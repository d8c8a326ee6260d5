//! Key-value persistence for users, tasks and the current session.
//!
//! The tracker keeps three named records: [`USERS_KEY`], [`TASKS_KEY`] and
//! [`CURRENT_USER_KEY`]. Each is stored as one JSON value and is always read and
//! written whole. There is no locking; two processes writing the same store race
//! and the last write wins.

use std::collections::BTreeMap;
use std::fs::{self, File};
use std::io::Write;
use std::path::PathBuf;

use serde_json::Value;
use tracing::debug;

use crate::error::StoreError;

pub const USERS_KEY: &str = "users";
pub const TASKS_KEY: &str = "tasks";
pub const CURRENT_USER_KEY: &str = "current_user";

/// Synchronous string-keyed store of JSON values.
pub trait KeyValueStore {
    fn get(&self, key: &str) -> Result<Option<Value>, StoreError>;
    fn set(&mut self, key: &str, value: Value) -> Result<(), StoreError>;
    fn remove(&mut self, key: &str) -> Result<(), StoreError>;
}

impl<S: KeyValueStore + ?Sized> KeyValueStore for &mut S {
    fn get(&self, key: &str) -> Result<Option<Value>, StoreError> {
        (**self).get(key)
    }

    fn set(&mut self, key: &str, value: Value) -> Result<(), StoreError> {
        (**self).set(key, value)
    }

    fn remove(&mut self, key: &str) -> Result<(), StoreError> {
        (**self).remove(key)
    }
}

/// In-process store, used by tests and for throwaway sessions.
#[derive(Debug, Default, Clone)]
pub struct MemoryStore {
    entries: BTreeMap<String, Value>,
}

impl MemoryStore {
    pub fn new() -> Self {
        Self::default()
    }
}

impl KeyValueStore for MemoryStore {
    fn get(&self, key: &str) -> Result<Option<Value>, StoreError> {
        Ok(self.entries.get(key).cloned())
    }

    fn set(&mut self, key: &str, value: Value) -> Result<(), StoreError> {
        self.entries.insert(key.to_string(), value);
        Ok(())
    }

    fn remove(&mut self, key: &str) -> Result<(), StoreError> {
        self.entries.remove(key);
        Ok(())
    }
}

/// Store backed by a single JSON object file on disk.
///
/// Every `set`/`remove` rewrites the whole file through a temp file and rename,
/// so a crash mid-write leaves the previous contents intact.
#[derive(Debug, Clone)]
pub struct FileStore {
    path: PathBuf,
}

impl FileStore {
    pub fn new(path: impl Into<PathBuf>) -> Self {
        FileStore { path: path.into() }
    }

    /// Read the whole file; a missing file is an empty store.
    fn load(&self) -> Result<BTreeMap<String, Value>, StoreError> {
        if !self.path.exists() {
            return Ok(BTreeMap::new());
        }
        let buf = fs::read_to_string(&self.path)?;
        if buf.trim().is_empty() {
            return Ok(BTreeMap::new());
        }
        Ok(serde_json::from_str(&buf)?)
    }

    fn save(&self, entries: &BTreeMap<String, Value>) -> Result<(), StoreError> {
        if let Some(dir) = self.path.parent().filter(|d| !d.as_os_str().is_empty()) {
            fs::create_dir_all(dir)?;
        }
        let tmp = self.path.with_extension("json.tmp");
        let data = serde_json::to_string_pretty(entries)?;
        let mut f = File::create(&tmp)?;
        f.write_all(data.as_bytes())?;
        f.flush()?;
        fs::rename(tmp, &self.path)?;
        Ok(())
    }
}

impl KeyValueStore for FileStore {
    fn get(&self, key: &str) -> Result<Option<Value>, StoreError> {
        let mut entries = self.load()?;
        debug!(key, path = %self.path.display(), "store read");
        Ok(entries.remove(key))
    }

    fn set(&mut self, key: &str, value: Value) -> Result<(), StoreError> {
        let mut entries = self.load()?;
        entries.insert(key.to_string(), value);
        self.save(&entries)?;
        debug!(key, path = %self.path.display(), "store write");
        Ok(())
    }

    fn remove(&mut self, key: &str) -> Result<(), StoreError> {
        let mut entries = self.load()?;
        if entries.remove(key).is_some() {
            self.save(&entries)?;
            debug!(key, path = %self.path.display(), "store remove");
        }
        Ok(())
    }
}

#[cfg(test)]
mod tests {
    use super::*;
    use assert_matches::assert_matches;
    use serde_json::json;

    #[test]
    fn test_memory_store_get_set_remove() {
        let mut store = MemoryStore::new();
        assert!(store.get("k").unwrap().is_none());
        store.set("k", json!([1, 2])).unwrap();
        assert_eq!(store.get("k").unwrap(), Some(json!([1, 2])));
        store.remove("k").unwrap();
        assert!(store.get("k").unwrap().is_none());
    }

    #[test]
    fn test_file_store_persists_across_instances() {
        let dir = tempfile::tempdir().unwrap();
        let path = dir.path().join("nested").join("store.json");

        let mut store = FileStore::new(&path);
        store.set(TASKS_KEY, json!([{"id": 1}])).unwrap();
        store.set(USERS_KEY, json!([])).unwrap();

        let reopened = FileStore::new(&path);
        assert_eq!(reopened.get(TASKS_KEY).unwrap(), Some(json!([{"id": 1}])));
        assert!(!path.with_extension("json.tmp").exists());
    }

    #[test]
    fn test_file_store_remove_keeps_other_keys() {
        let dir = tempfile::tempdir().unwrap();
        let mut store = FileStore::new(dir.path().join("store.json"));
        store.set(CURRENT_USER_KEY, json!({"id": 1})).unwrap();
        store.set(TASKS_KEY, json!([])).unwrap();
        store.remove(CURRENT_USER_KEY).unwrap();
        assert!(store.get(CURRENT_USER_KEY).unwrap().is_none());
        assert_eq!(store.get(TASKS_KEY).unwrap(), Some(json!([])));
    }

    #[test]
    fn test_file_store_reports_corrupt_file() {
        let dir = tempfile::tempdir().unwrap();
        let path = dir.path().join("store.json");
        fs::write(&path, "{ not json").unwrap();
        let store = FileStore::new(&path);
        assert_matches!(store.get(TASKS_KEY), Err(StoreError::Json(_)));
    }

    #[test]
    fn test_store_through_mut_reference() {
        fn write_flag<S: KeyValueStore>(mut store: S) {
            store.set("k", json!(true)).unwrap();
        }

        let mut inner = MemoryStore::new();
        write_flag(&mut inner);
        assert_eq!(inner.get("k").unwrap(), Some(json!(true)));
    }
}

WORK ORDER:
Copy the material above so that it matches line for line.

REPLY:
repository d8c8a326ee6260d5
//! Key-value persistence for users, tasks and the current session.
//!
//! The tracker keeps three named records: [`USERS_KEY`], [`TASKS_KEY`] and
//! [`CURRENT_USER_KEY`]. Each is stored as one JSON value and is always read and
//! written whole. There is no locking; two processes writing the same store race
//! and the last write wins.

use std::collections::BTreeMap;
use std::fs::{self, File};
use std::io::Write;
use std::path::PathBuf;

use serde_json::Value;
use tracing::debug;

use crate::error::StoreError;

pub const USERS_KEY: &str = "users";
pub const TASKS_KEY: &str = "tasks";
pub const CURRENT_USER_KEY: &str = "current_user";

/// Synchronous string-keyed store of JSON values.
pub trait KeyValueStore {
    fn get(&self, key: &str) -> Result<Option<Value>, StoreError>;
    fn set(&mut self, key: &str, value: Value) -> Result<(), StoreError>;
    fn remove(&mut self, key: &str) -> Result<(), StoreError>;
}

impl<S: KeyValueStore + ?Sized> KeyValueStore for &mut S {
    fn get(&self, key: &str) -> Result<Option<Value>, StoreError> {
        (**self).get(key)
    }

    fn set(&mut self, key: &str, value: Value) -> Result<(), StoreError> {
        (**self).set(key, value)
    }

    fn remove(&mut self, key: &str) -> Result<(), StoreError> {
        (**self).remove(key)
    }
}

/// In-process store, used by tests and for throwaway sessions.
#[derive(Debug, Default, Clone)]
pub struct MemoryStore {
    entries: BTreeMap<String, Value>,
}

impl MemoryStore {
    pub fn new() -> Self {
        Self::default()
    }
}

impl KeyValueStore for MemoryStore {
    fn get(&self, key: &str) -> Result<Option<Value>, StoreError> {
        Ok(self.entries.get(key).cloned())
    }

    fn set(&mut self, key: &str, value: Value) -> Result<(), StoreError> {
        self.entries.insert(key.to_string(), value);
        Ok(())
    }

    fn remove(&mut self, key: &str) -> Result<(), StoreError> {
        self.entries.remove(key);
        Ok(())
    }
}

/// Store backed by a single JSON object file on disk.
///
/// Every `set`/`remove` rewrites the whole file through a temp file and rename,
/// so a crash mid-write leaves the previous contents intact.
#[derive(Debug, Clone)]
pub struct FileStore {
    path: PathBuf,
}

impl FileStore {
    pub fn new(path: impl Into<PathBuf>) -> Self {
        FileStore { path: path.into() }
    }

    /// Read the whole file; a missing file is an empty store.
    fn load(&self) -> Result<BTreeMap<String, Value>, StoreError> {
        if !self.path.exists() {
            return Ok(BTreeMap::new());
        }
        let buf = fs::read_to_string(&self.path)?;
        if buf.trim().is_empty() {
            return Ok(BTreeMap::new());
        }
        Ok(serde_json::from_str(&buf)?)
    }

    fn save(&self, entries: &BTreeMap<String, Value>) -> Result<(), StoreError> {
        if let Some(dir) = self.path.parent().filter(|d| !d.as_os_str().is_empty()) {
            fs::create_dir_all(dir)?;
        }
        let tmp = self.path.with_extension("json.tmp");
        let data = serde_json::to_string_pretty(entries)?;
        let mut f = File::create(&tmp)?;
        f.write_all(data.as_bytes())?;
        f.flush()?;
        fs::rename(tmp, &self.path)?;
        Ok(())
    }
}

impl KeyValueStore for FileStore {
    fn get(&self, key: &str) -> Result<Option<Value>, StoreError> {
        let mut entries = self.load()?;
        debug!(key, path = %self.path.display(), "store read");
        Ok(entries.remove(key))
    }

    fn set(&mut self, key: &str, value: Value) -> Result<(), StoreError> {
        let mut entries = self.load()?;
        entries.insert(key.to_string(), value);
        self.save(&entries)?;
        debug!(key, path = %self.path.display(), "store write");
        Ok(())
    }

    fn remove(&mut self, key: &str) -> Result<(), StoreError> {
        let mut entries = self.load()?;
        if entries.remove(key).is_some() {
            self.save(&entries)?;
            debug!(key, path = %self.path.display(), "store remove");
        }
        Ok(())
    }
}

#[cfg(test)]
mod tests {
    use super::*;
    use assert_matches::assert_matches;
    use serde_json::json;

    #[test]
    fn test_memory_store_get_set_remove() {
        let mut store = MemoryStore::new();
        assert!(store.get("k").unwrap().is_none());
        store.set("k", json!([1, 2])).unwrap();
        assert_eq!(store.get("k").unwrap(), Some(json!([1, 2])));
        store.remove("k").unwrap();
        assert!(store.get("k").unwrap().is_none());
    }

    #[test]
    fn test_file_store_persists_across_instances() {
        let dir = tempfile::tempdir().unwrap();
        let path = dir.path().join("nested").join("store.json");

        let mut store = FileStore::new(&path);
        store.set(TASKS_KEY, json!([{"id": 1}])).unwrap();
        store.set(USERS_KEY, json!([])).unwrap();

        let reopened = FileStore::new(&path);
        assert_eq!(reopened.get(TASKS_KEY).unwrap(), Some(json!([{"id": 1}])));
        assert!(!path.with_extension("json.tmp").exists());
    }

    #[test]
    fn test_file_store_remove_keeps_other_keys() {
        let dir = tempfile::tempdir().unwrap();
        let mut store = FileStore::new(dir.path().join("store.json"));
        store.set(CURRENT_USER_KEY, json!({"id": 1})).unwrap();
        store.set(TASKS_KEY, json!([])).unwrap();
        store.remove(CURRENT_USER_KEY).unwrap();
        assert!(store.get(CURRENT_USER_KEY).unwrap().is_none());
        assert_eq!(store.get(TASKS_KEY).unwrap(), Some(json!([])));
    }

    #[test]
    fn test_file_store_reports_corrupt_file() {
        let dir = tempfile::tempdir().unwrap();
        let path = dir.path().join("store.json");
        fs::write(&path, "{ not json").unwrap();
        let store = FileStore::new(&path);
        assert_matches!(store.get(TASKS_KEY), Err(StoreError::Json(_)));
    }

    #[test]
    fn test_store_through_mut_reference() {
        fn write_flag<S: KeyValueStore>(mut store: S) {
            store.set("k", json!(true)).unwrap();
        }

        let mut inner = MemoryStore::new();
        write_flag(&mut inner);
        assert_eq!(inner.get("k").unwrap(), Some(json!(true)));
    }
}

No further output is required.